Description of the task: Say how many lines in the records contain the string "usize", giving the number by itself.

Recorded data:

//! Data model of the compiled, schedulable graph: nodes, outtypes,
//! subscriber arena, flush order, and the thread-level cycle topology.

use crate::module::{Instance, ProcHandler, SourceKind};
use sluice_types::dtype::TypeId;
use sluice_types::label::LabelId;
use sluice_types::node::{NodeHandle, NodeId, NodeUid, ThreadId};

/// Index into the graph's subscriber arena.
#[derive(Clone, Copy, Debug, PartialEq, Eq, Hash)]
pub struct SubId(pub u32);

impl SubId {
    pub fn index(self) -> usize {
        self.0 as usize
    }
}

/// Resolved consumer-side binding for one outtype: which node, on which
/// thread, through which process handler and input slot, gated by which
/// port and source-label filter. Subscribers form chains through `next`.
#[derive(Clone, Debug)]
pub struct Subscriber {
    pub node: NodeId,
    pub thread: ThreadId,
    pub handler: ProcHandler,
    pub slot: u32,
    pub port: Option<LabelId>,
    pub filter: Option<LabelId>,
    pub next: Option<SubId>,
}

/// A `(data type, optional emission label)` slot a node has declared it
/// can emit, with its local and external subscriber chains.
#[derive(Clone, Debug, Default)]
pub struct OutType {
    pub dtype: Option<TypeId>,
    pub label: Option<LabelId>,
    pub local_head: Option<SubId>,
    pub ext_head: Option<SubId>,
}

impl OutType {
    pub fn new(dtype: TypeId, label: Option<LabelId>) -> Self {
        Self {
            dtype: Some(dtype),
            label,
            local_head: None,
            ext_head: None,
        }
    }

    pub fn has_subscribers(&self) -> bool {
        self.local_head.is_some() || self.ext_head.is_some()
    }
}

/// Handle a module stores for one of its declared outtypes.
#[derive(Clone, Copy, Debug, PartialEq, Eq)]
pub enum OutRef {
    /// Outtype `index` in `node`'s outlist.
    Node { node: NodeId, index: u32 },
    /// The outtype owned by source (or monitor) registration `index`.
    Source(u32),
    /// The runtime's flush outtype.
    Flush,
}

/// The outtypes a node may emit, declared through `input_set`.
#[derive(Clone, Debug)]
pub struct OutList {
    node: NodeId,
    pub outtypes: Vec<OutType>,
}

impl OutList {
    pub fn new(node: NodeId) -> Self {
        Self {
            node,
            outtypes: Vec::new(),
        }
    }

    pub fn find(&self, dtype: TypeId, label: Option<LabelId>) -> Option<OutRef> {
        self.outtypes
            .iter()
            .position(|ot| ot.dtype == Some(dtype) && ot.label == label)
            .map(|index| OutRef::Node {
                node: self.node,
                index: index as u32,
            })
    }

    /// Find-or-add semantics: declaring the same `(type, label)` twice
    /// yields the same outtype.
    pub fn add_outtype(&mut self, dtype: TypeId, label: Option<LabelId>) -> OutRef {
        if let Some(found) = self.find(dtype, label) {
            return found;
        }
        let index = self.outtypes.len() as u32;
        self.outtypes.push(OutType::new(dtype, label));
        OutRef::Node {
            node: self.node,
            index,
        }
    }
}

/// A directed edge between two bound nodes.
#[derive(Clone, Debug)]
pub struct EdgeSpec {
    pub dst: NodeId,
    pub port: Option<LabelId>,
    pub filter: Option<LabelId>,
    pub crossing: bool,
}

/// A `(type, port)` pair a node has accepted, with the handler and slot
/// its module assigned.
#[derive(Clone, Debug)]
pub struct InputBinding {
    pub dtype: TypeId,
    pub port: Option<LabelId>,
    pub handler: ProcHandler,
    pub slot: u32,
}

/// One bound node of the runtime graph.
#[derive(Debug)]
pub struct NodeSpec {
    pub id: NodeId,
    pub handle: NodeHandle,
    pub uid: NodeUid,
    pub args: Vec<String>,
    pub thread: ThreadId,
    pub edges: Vec<EdgeSpec>,
    pub flush_registered: bool,
    pub input_valid: bool,
    pub is_source: bool,
    pub next_slot: u32,
    pub inputs: Vec<InputBinding>,
}

/// A registered source or monitor: the node that owns it, the record
/// type it emits, its input slot, and the outtype its emissions flow
/// through.
#[derive(Debug)]
pub struct SourceSpec {
    pub node: NodeId,
    pub dtype: TypeId,
    pub slot: u32,
    pub kind: SourceKind,
    pub out: OutType,
}

/// Strongly connected components of the thread-level digraph, the
/// precondition for communication deadlock.
#[derive(Clone, Debug, Default)]
pub struct CycleTopology {
    pub thread_in_cycle: Vec<bool>,
    pub sccs: Vec<Vec<u16>>,
}

impl CycleTopology {
    pub fn num_sccs(&self) -> usize {
        self.sccs.len()
    }
}

/// The graph compiler's output: everything the scheduler needs,
/// including the initialized node instances.
pub struct CompiledGraph {
    pub nodes: Vec<NodeSpec>,
    pub outlists: Vec<OutList>,
    pub subs: Vec<Subscriber>,
    pub flush_out: OutType,
    pub flush_order: Vec<SubId>,
    pub sources: Vec<SourceSpec>,
    pub work_size: u16,
    /// Dense thread id -> user-visible thread id from the config.
    pub user_tids: Vec<u32>,
    /// Which dense threads carry at least one source.
    pub src_threads: Vec<bool>,
    /// Distinct writer threads per consumer thread's inbound queue.
    pub writers: Vec<Vec<u16>>,
    pub cycles: Option<CycleTopology>,
    pub thread_cpu: Vec<Option<usize>>,
    pub instances: Vec<Option<Box<dyn Instance>>>,
    pub flush_dtype: TypeId,
    pub monitor_dtype: TypeId,
}

impl std::fmt::Debug for CompiledGraph {
    fn fmt(&self, f: &mut std::fmt::Formatter<'_>) -> std::fmt::Result {
        f.debug_struct("CompiledGraph")
            .field("nodes", &self.nodes)
            .field("outlists", &self.outlists)
            .field("subs", &self.subs)
            .field("flush_out", &self.flush_out)
            .field("flush_order", &self.flush_order)
            .field("sources", &self.sources)
            .field("work_size", &self.work_size)
            .field("user_tids", &self.user_tids)
            .field("src_threads", &self.src_threads)
            .field("writers", &self.writers)
            .field("cycles", &self.cycles)
            .field("thread_cpu", &self.thread_cpu)
            .field("instances", &self.instances.len())
            .field("flush_dtype", &self.flush_dtype)
            .field("monitor_dtype", &self.monitor_dtype)
            .finish()
    }
}

impl CompiledGraph {
    pub fn outtype(&self, out: OutRef) -> &OutType {
        match out {
            OutRef::Node { node, index } => &self.outlists[node.index()].outtypes[index as usize],
            OutRef::Source(i) => &self.sources[i as usize].out,
            OutRef::Flush => &self.flush_out,
        }
    }

    pub fn outtype_mut(&mut self, out: OutRef) -> &mut OutType {
        match out {
            OutRef::Node { node, index } => {
                &mut self.outlists[node.index()].outtypes[index as usize]
            }
            OutRef::Source(i) => &mut self.sources[i as usize].out,
            OutRef::Flush => &mut self.flush_out,
        }
    }

    pub fn node_of_flush_sub(&self, sub: SubId) -> NodeId {
        self.subs[sub.index()].node
    }

    /// `(thread id, kid uid)` assignment in node order, used to check
    /// compile determinism.
    pub fn assignment(&self) -> Vec<(u16, u32)> {
        self.nodes
            .iter()
            .map(|n| (n.thread.0, n.uid.0))
            .collect()
    }
}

Expected answer: 8